Illegitimate recombination mediated in vitro by DNA gyrase of Escherichia coli: structure of recombinant DNA molecules.

We have developed a cell-free system from Escherichia coli for studying illegitimate recombination between nonhomologous DNA molecules. The recombination is stimulated by oxolinic acid, an inhibitor of DNA gyrase. The stimulation is abolished by coumermycin A1 and is not found in extracts of nalidixic acid-resistant (gyrA) mutants. We therefore inferred that DNA gyrase directly participates in illegitimate recombination, at least in the presence of oxolinic acid [Ikeda, H., Moriya, K. & Matsumoto, T. (1981) Cold Spring Harbor Symp.

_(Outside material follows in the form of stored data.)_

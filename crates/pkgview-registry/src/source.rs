//! Where documents come from.

use pkgview_dl::http::Http;
use serde::de::DeserializeOwned;
use tracing::debug;

use crate::error::{RegistryError, Result};

/// Fetches the raw body of a document by URL.
pub trait Source {
    fn fetch(&self, url: &str) -> Result<Vec<u8>>;
}

/// Fetches documents over HTTP with the shared agent.
#[derive(Clone, Copy, Debug, Default)]
pub struct HttpSource;

impl Source for HttpSource {
    fn fetch(&self, url: &str) -> Result<Vec<u8>> {
        Ok(Http::bytes(url)?)
    }
}

/// Fetches `url` from `source` and deserializes it as JSON.
pub fn fetch_json<T, S>(source: &S, url: &str) -> Result<T>
where
    T: DeserializeOwned,
    S: Source + ?Sized,
{
    let body = source.fetch(url)?;
    debug!("Fetched {} bytes from {}", body.len(), url);
    serde_json::from_slice(&body).map_err(|source| {
        RegistryError::Json {
            url: url.to_string(),
            source,
        }
    })
}


#[cfg(test)]
mod tests {
    use pkgview_dl::error::DownloadError;
    use serde::Deserialize;

    use super::{memory::MemorySource, *};

    #[derive(Debug, Deserialize)]
    struct Doc {
        name: String,
    }

    #[test]
    fn test_fetch_json() {
        let source = MemorySource::default().with("http://x/doc.json", r#"{"name":"x"}"#);
        let doc: Doc = fetch_json(&source, "http://x/doc.json").unwrap();
        assert_eq!(doc.name, "x");
    }

    #[test]
    fn test_fetch_json_malformed() {
        let source = MemorySource::default().with("http://x/doc.json", "<html>");
        let err = fetch_json::<Doc, _>(&source, "http://x/doc.json").unwrap_err();
        assert!(matches!(err, RegistryError::Json { ref url, .. } if url == "http://x/doc.json"));
    }

    #[test]
    fn test_fetch_json_missing_document() {
        let source = MemorySource::default();
        let err = fetch_json::<Doc, _>(&source, "http://x/none.json").unwrap_err();
        assert!(matches!(
            err,
            RegistryError::Fetch(DownloadError::HttpError { status: 404, .. })
        ));
    }
}
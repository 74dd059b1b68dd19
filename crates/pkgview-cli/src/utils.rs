use std::{
    fmt::Display,
    io::Write,
    sync::{LazyLock, RwLock},
};

use nu_ansi_term::Color;
use ureq::http::{HeaderMap, HeaderName, HeaderValue};

use crate::error::{CliError, CliResult, ErrorContext};

pub static COLOR: LazyLock<RwLock<bool>> = LazyLock::new(|| RwLock::new(true));
pub static PROGRESS: LazyLock<RwLock<bool>> = LazyLock::new(|| RwLock::new(true));

pub fn progress_enabled() -> bool {
    *PROGRESS.read().unwrap_or_else(|e| e.into_inner())
}

pub fn set_flag(flag: &RwLock<bool>, value: bool) {
    *flag.write().unwrap_or_else(|e| e.into_inner()) = value;
}

pub fn interactive_ask(ques: &str) -> CliResult<String> {
    print!("{ques}");

    std::io::stdout()
        .flush()
        .with_context(|| "flushing stdout stream".to_string())?;

    let mut response = String::new();
    std::io::stdin()
        .read_line(&mut response)
        .with_context(|| "reading input from stdin".to_string())?;

    Ok(response.trim().to_owned())
}

pub struct Colored<T: Display>(pub Color, pub T);

impl<T: Display> Display for Colored<T> {
    fn fmt(&self, f: &mut std::fmt::Formatter<'_>) -> std::fmt::Result {
        let color = COLOR.read().unwrap_or_else(|e| e.into_inner());
        if *color {
            write!(f, "{}", self.0.prefix())?;
            self.1.fmt(f)?;
            write!(f, "{}", self.0.suffix())
        } else {
            self.1.fmt(f)
        }
    }
}

/// Parses `Name: value` pairs into a header map. Repeated names are kept.
pub fn parse_headers(headers: &[String]) -> CliResult<HeaderMap> {
    let mut map = HeaderMap::new();
    for header in headers {
        let invalid = || CliError::InvalidHeader(header.clone());
        let (key, value) = header.split_once(':').ok_or_else(invalid)?;
        let name = HeaderName::from_bytes(key.trim().as_bytes()).map_err(|_| invalid())?;
        let value = HeaderValue::from_str(value.trim()).map_err(|_| invalid())?;
        map.append(name, value);
    }
    Ok(map)
}
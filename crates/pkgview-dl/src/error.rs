use miette::Diagnostic;
use thiserror::Error;

#[derive(Error, Diagnostic, Debug)]
pub enum DownloadError {
    #[error("Invalid URL: {url}")]
    #[diagnostic(
        code(pkgview_dl::invalid_url),
        help("Only absolute http(s) URLs can be fetched")
    )]
    InvalidUrl {
        url: String,
        #[source]
        source: url::ParseError,
    },

    #[error(transparent)]
    #[diagnostic(
        code(pkgview_dl::network),
        help("Check your internet connection or try again later")
    )]
    Network(Box<ureq::Error>),

    #[error("HTTP {status}: {url}")]
    #[diagnostic(code(pkgview_dl::http_error))]
    HttpError { status: u16, url: String },

    #[error("I/O error: {0}")]
    #[diagnostic(code(pkgview_dl::io))]
    Io(#[from] std::io::Error),

    #[error("Invalid response from {url}")]
    #[diagnostic(code(pkgview_dl::invalid_response))]
    InvalidResponse {
        url: String,
        #[source]
        source: Box<ureq::Error>,
    },

    #[error("File name could not be determined from {url}")]
    #[diagnostic(
        code(pkgview_dl::no_filename),
        help("The download URL must end with a file name")
    )]
    NoFilename { url: String },
}

impl DownloadError {
    /// Converts a `ureq::Error` raised while requesting `url`.
    ///
    /// Status errors keep the status code and URL so they render as
    /// `HTTP 404: <url>`; everything else is a network failure.
    pub fn from_ureq(err: ureq::Error, url: &str) -> Self {
        match err {
            ureq::Error::StatusCode(status) => {
                Self::HttpError {
                    status,
                    url: url.to_string(),
                }
            }
            err => Self::Network(Box::new(err)),
        }
    }
}
//! Repository discovery and release resolution for pkgview.
//!
//! A run walks a chain of JSON documents:
//! - the **repository list**, naming candidate repositories
//! - the **repository document**, mapping branches to manifests
//! - the **branch manifest**, listing packages
//! - a package's **release index**, pointing at its latest release
//! - the release's **downloads index**, listing per-platform artifacts
//!
//! # Example
//!
//! ```no_run
//! use pkgview_registry::{
//!     release::{resolve_release, Resolution, Target},
//!     HttpSource, RepositorySession,
//! };
//!
//! fn find(name: &str) -> pkgview_registry::Result<Option<String>> {
//!     let session = RepositorySession::discover(
//!         &HttpSource,
//!         "https://martinmimigames.github.io/repo_list.json",
//!         "stable",
//!     )?;
//!     match resolve_release(&HttpSource, &session, name, &Target::default())? {
//!         Resolution::Found { download_url, .. } => Ok(Some(download_url)),
//!         _ => Ok(None),
//!     }
//! }
//! ```

pub mod documents;
pub mod error;
pub mod release;
pub mod repo;
pub mod session;
pub mod source;

pub use error::{RegistryError, Result};
pub use session::{RepositorySession, SessionEvent, Stage};
pub use source::{HttpSource, Source};
//! HTTP plumbing for pkgview: a shared blocking client, URL resolution and a
//! streaming downloader.

pub mod download;
pub mod error;
pub mod http;
pub mod http_client;
pub mod types;
pub mod utils;
use std::path::{Path, PathBuf};

use url::Url;

use crate::error::DownloadError;

/// Resolves `candidate` against the URL of the document it was read from.
///
/// An absolute `http`/`https` `candidate` is returned unchanged. Anything
/// else, including strings that merely look like `scheme:rest`, is appended
/// to `base` cut just after its last `/`. No `.`/`..` normalization or
/// percent-encoding is applied.
///
/// # Examples
///
/// ```
/// use pkgview_dl::utils::resolve_url;
///
/// assert_eq!(
///     resolve_url("https://repo.example/stable/packages.json", "foo/releases.json"),
///     "https://repo.example/stable/foo/releases.json"
/// );
/// assert_eq!(
///     resolve_url("https://repo.example/repo.json", "https://cdn.example/a.exe"),
///     "https://cdn.example/a.exe"
/// );
/// ```
pub fn resolve_url(base: &str, candidate: &str) -> String {
    if is_absolute(candidate) {
        return candidate.to_string();
    }

    let prefix = base.rfind('/').map(|idx| &base[..=idx]).unwrap_or_default();
    format!("{prefix}{candidate}")
}

/// Schemes the HTTP agent can fetch.
const FETCHABLE_SCHEMES: [&str; 2] = ["http", "https"];

fn is_absolute(candidate: &str) -> bool {
    Url::parse(candidate).is_ok_and(|url| FETCHABLE_SCHEMES.contains(&url.scheme()))
}

/// Returns everything after the last `/` of `url`, if non-empty.
pub fn file_name_from_url(url: &str) -> Option<&str> {
    url.rsplit('/').next().filter(|name| !name.is_empty())
}

/// Computes `<dir>/<file name of url>`.
pub fn target_path(dir: &Path, url: &str) -> Result<PathBuf, DownloadError> {
    file_name_from_url(url)
        .map(|name| dir.join(name))
        .ok_or_else(|| {
            DownloadError::NoFilename {
                url: url.to_string(),
            }
        })
}

#[cfg(test)]
mod tests {
    use super::*;

    #[test]
    fn test_resolve_url_relative() {
        assert_eq!(
            resolve_url("http://x/a/b/repo.json", "stable.json"),
            "http://x/a/b/stable.json"
        );
        assert_eq!(
            resolve_url("http://x/a/b/", "stable.json"),
            "http://x/a/b/stable.json"
        );
    }

    #[test]
    fn test_resolve_url_no_normalization() {
        assert_eq!(
            resolve_url("http://x/a/b/repo.json", "../c/./d.json"),
            "http://x/a/b/../c/./d.json"
        );
        assert_eq!(
            resolve_url("http://x/repo.json", "my%20file.json"),
            "http://x/my%20file.json"
        );
    }

    #[test]
    fn test_resolve_url_absolute_candidate() {
        for candidate in ["https://cdn.example/a.exe", "http://x/b", "HTTPS://CDN.example/c"] {
            assert_eq!(resolve_url("http://x/repo.json", candidate), candidate);
        }
    }

    #[test]
    fn test_resolve_url_scheme_like_candidate_is_relative() {
        assert_eq!(
            resolve_url("http://x/r/d.json", "v1.2:win.exe"),
            "http://x/r/v1.2:win.exe"
        );
        assert_eq!(
            resolve_url("http://x/r/d.json", "mailto:someone"),
            "http://x/r/mailto:someone"
        );
        assert_eq!(
            resolve_url("http://x/r/d.json", "ftp://mirror.example/pkg.zip"),
            "http://x/r/ftp://mirror.example/pkg.zip"
        );
    }

    #[test]
    fn test_resolve_url_base_without_slash() {
        assert_eq!(resolve_url("repo.json", "stable.json"), "stable.json");
    }

    #[test]
    fn test_resolve_url_absolute_path_candidate_is_relative() {
        // A leading slash is not a scheme, so it is concatenated verbatim.
        assert_eq!(
            resolve_url("http://x/a/repo.json", "/b.json"),
            "http://x/a//b.json"
        );
    }

    #[test]
    fn test_file_name_from_url() {
        assert_eq!(file_name_from_url("http://x/dl/app-1.0.exe"), Some("app-1.0.exe"));
        assert_eq!(file_name_from_url("http://x/dl/a.exe?raw=1"), Some("a.exe?raw=1"));
        assert_eq!(file_name_from_url("http://x/dl/"), None);
        assert_eq!(file_name_from_url("plain"), Some("plain"));
    }

    #[test]
    fn test_target_path() {
        let dir = Path::new("/home/user/Downloads");
        assert_eq!(
            target_path(dir, "https://cdn.example/releases/tool.zip").unwrap(),
            PathBuf::from("/home/user/Downloads/tool.zip")
        );
        assert!(matches!(
            target_path(dir, "https://cdn.example/releases/"),
            Err(DownloadError::NoFilename { .. })
        ));
    }
}
use tracing::debug;
use ureq::{http::Response, Body};
use url::Url;

use crate::{error::DownloadError, http_client::SHARED_AGENT};

/// Upper bound for a buffered JSON document.
const MAX_DOCUMENT_SIZE: u64 = 16 * 1024 * 1024;

pub struct Http;

impl Http {
    /// Sends a GET request and returns the response with its body unread.
    ///
    /// `url` must be an absolute URL. A relative one (for example resolved
    /// against a base without any `/`) is rejected before anything is sent.
    pub fn fetch(url: &str) -> Result<Response<Body>, DownloadError> {
        Url::parse(url).map_err(|source| {
            DownloadError::InvalidUrl {
                url: url.to_string(),
                source,
            }
        })?;

        debug!(url, "GET");
        SHARED_AGENT
            .get(url)
            .call()
            .map_err(|err| DownloadError::from_ureq(err, url))
    }

    /// Fetches `url` and buffers the whole body in memory.
    pub fn bytes(url: &str) -> Result<Vec<u8>, DownloadError> {
        let mut resp = Self::fetch(url)?;
        resp.body_mut()
            .with_config()
            .limit(MAX_DOCUMENT_SIZE)
            .read_to_vec()
            .map_err(|err| {
                DownloadError::InvalidResponse {
                    url: url.to_string(),
                    source: Box::new(err),
                }
            })
    }
}
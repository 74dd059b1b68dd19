use std::{
    env,
    path::{Path, PathBuf},
};

use crate::error::{ConfigError, Result};

/// Returns the user's home directory.
///
/// Checks `HOME`, then `USERPROFILE`, and falls back to the current
/// directory when neither is set.
pub fn home_dir() -> PathBuf {
    env::var_os("HOME")
        .or_else(|| env::var_os("USERPROFILE"))
        .map(PathBuf::from)
        .unwrap_or_else(|| PathBuf::from("."))
}

/// Returns `$XDG_CONFIG_HOME`, defaulting to `~/.config`.
pub fn xdg_config_home() -> PathBuf {
    env::var_os("XDG_CONFIG_HOME")
        .map(PathBuf::from)
        .unwrap_or_else(|| home_dir().join(".config"))
}

/// The conventional download folder, `<home>/Downloads`.
pub fn downloads_dir() -> PathBuf {
    home_dir().join("Downloads")
}

/// Expands a leading `~` and `$VAR` / `${VAR}` references in `path`.
///
/// # Examples
///
/// ```
/// use pkgview_config::paths::expand_path;
///
/// std::env::set_var("HOME", "/home/alice");
/// assert_eq!(
///     expand_path("~/Downloads").unwrap(),
///     std::path::PathBuf::from("/home/alice/Downloads")
/// );
/// ```
pub fn expand_path(path: &str) -> Result<PathBuf> {
    let path = path.trim();
    let mut result = String::with_capacity(path.len());
    let mut chars = path.chars().peekable();

    while let Some(c) = chars.next() {
        match c {
            '~' if result.is_empty() && matches!(chars.peek(), None | Some('/')) => {
                result.push_str(&home_dir().to_string_lossy());
            }
            '$' if chars.peek() == Some(&'{') => {
                chars.next();
                let mut name = String::new();
                loop {
                    match chars.next() {
                        Some('}') => break,
                        Some(c) => name.push(c),
                        None => return Err(ConfigError::UnclosedVariable(format!("${{{name}"))),
                    }
                }
                result.push_str(&lookup_var(&name, path)?);
            }
            '$' => {
                let mut name = String::new();
                while let Some(&c) = chars.peek() {
                    if !(c.is_alphanumeric() || c == '_') {
                        break;
                    }
                    name.push(c);
                    chars.next();
                }
                if name.is_empty() {
                    result.push('$');
                } else {
                    result.push_str(&lookup_var(&name, path)?);
                }
            }
            _ => result.push(c),
        }
    }

    Ok(PathBuf::from(result))
}

fn lookup_var(name: &str, input: &str) -> Result<String> {
    if name == "HOME" {
        return Ok(home_dir().to_string_lossy().into_owned());
    }
    env::var(name).map_err(|_| {
        ConfigError::MissingEnvVar {
            var: name.to_string(),
            input: input.to_string(),
        }
    })
}

/// Makes `path` absolute against the current working directory.
pub fn absolute(path: &Path) -> Result<PathBuf> {
    if path.is_absolute() {
        Ok(path.to_path_buf())
    } else {
        Ok(env::current_dir()?.join(path))
    }
}

#[cfg(test)]
mod tests {
    use serial_test::serial;

    use super::*;
    use crate::test_utils::with_env;

    #[test]
    #[serial]
    fn test_home_and_downloads() {
        with_env(vec![("HOME", Some("/tmp/home"))], || {
            assert_eq!(home_dir(), PathBuf::from("/tmp/home"));
            assert_eq!(downloads_dir(), PathBuf::from("/tmp/home/Downloads"));
        });
    }

    #[test]
    #[serial]
    fn test_home_falls_back_to_userprofile() {
        with_env(
            vec![("HOME", None), ("USERPROFILE", Some("/users/bob"))],
            || {
                assert_eq!(home_dir(), PathBuf::from("/users/bob"));
            },
        );
    }

    #[test]
    #[serial]
    fn test_xdg_config_home() {
        with_env(
            vec![("HOME", Some("/tmp/home")), ("XDG_CONFIG_HOME", None)],
            || {
                assert_eq!(xdg_config_home(), PathBuf::from("/tmp/home/.config"));
            },
        );
        with_env(vec![("XDG_CONFIG_HOME", Some("/tmp/cfg"))], || {
            assert_eq!(xdg_config_home(), PathBuf::from("/tmp/cfg"));
        });
    }

    #[test]
    #[serial]
    fn test_expand_path() {
        with_env(
            vec![("HOME", Some("/tmp/home")), ("PKGVIEW_TEST_DIR", Some("dl"))],
            || {
                assert_eq!(expand_path("~").unwrap(), PathBuf::from("/tmp/home"));
                assert_eq!(
                    expand_path("~/Downloads").unwrap(),
                    PathBuf::from("/tmp/home/Downloads")
                );
                assert_eq!(
                    expand_path("$HOME/${PKGVIEW_TEST_DIR}/x").unwrap(),
                    PathBuf::from("/tmp/home/dl/x")
                );
                assert_eq!(expand_path("a/~/b").unwrap(), PathBuf::from("a/~/b"));
                assert_eq!(expand_path("~user").unwrap(), PathBuf::from("~user"));
                assert_eq!(expand_path("cost$").unwrap(), PathBuf::from("cost$"));
            },
        );
    }

    #[test]
    #[serial]
    fn test_expand_path_errors() {
        with_env(vec![("PKGVIEW_MISSING_VAR", None)], || {
            assert!(matches!(
                expand_path("${PKGVIEW_TEST_DIR"),
                Err(ConfigError::UnclosedVariable(_))
            ));
            assert!(matches!(
                expand_path("$PKGVIEW_MISSING_VAR/x"),
                Err(ConfigError::MissingEnvVar { .. })
            ));
        });
    }

    #[test]
    fn test_absolute() {
        assert_eq!(absolute(Path::new("/abs")).unwrap(), PathBuf::from("/abs"));
        assert!(absolute(Path::new("rel")).unwrap().is_absolute());
    }
}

Quant. Biol. 45, 399--408]. The structure of recombinant DNA molecules formed in the presence of oxolinic acid from a cross between phage lambda and plasmid pBR322 DNAs was analyzed by heteroduplex mapping. Among nine isolates tested, two recombinants were formed by the insertion of the plasmid into the lambda genome. The seven other recombinants had more complicated genome structures. Insertion of pBR322 was accompanied by a deletion on one of the genomes. In all cases, the end points of deletions coincided with one end of the pBR322 insertion. Recombination sites seemed to be distributed randomly on the lambda and pBR322 genomes. Analysis of nucleotide sequences of the recombination junctions proved that the crossover took place between nonhomologous DNA sequences. A model for DNA gyrase-mediated illegitimate recombination is discussed.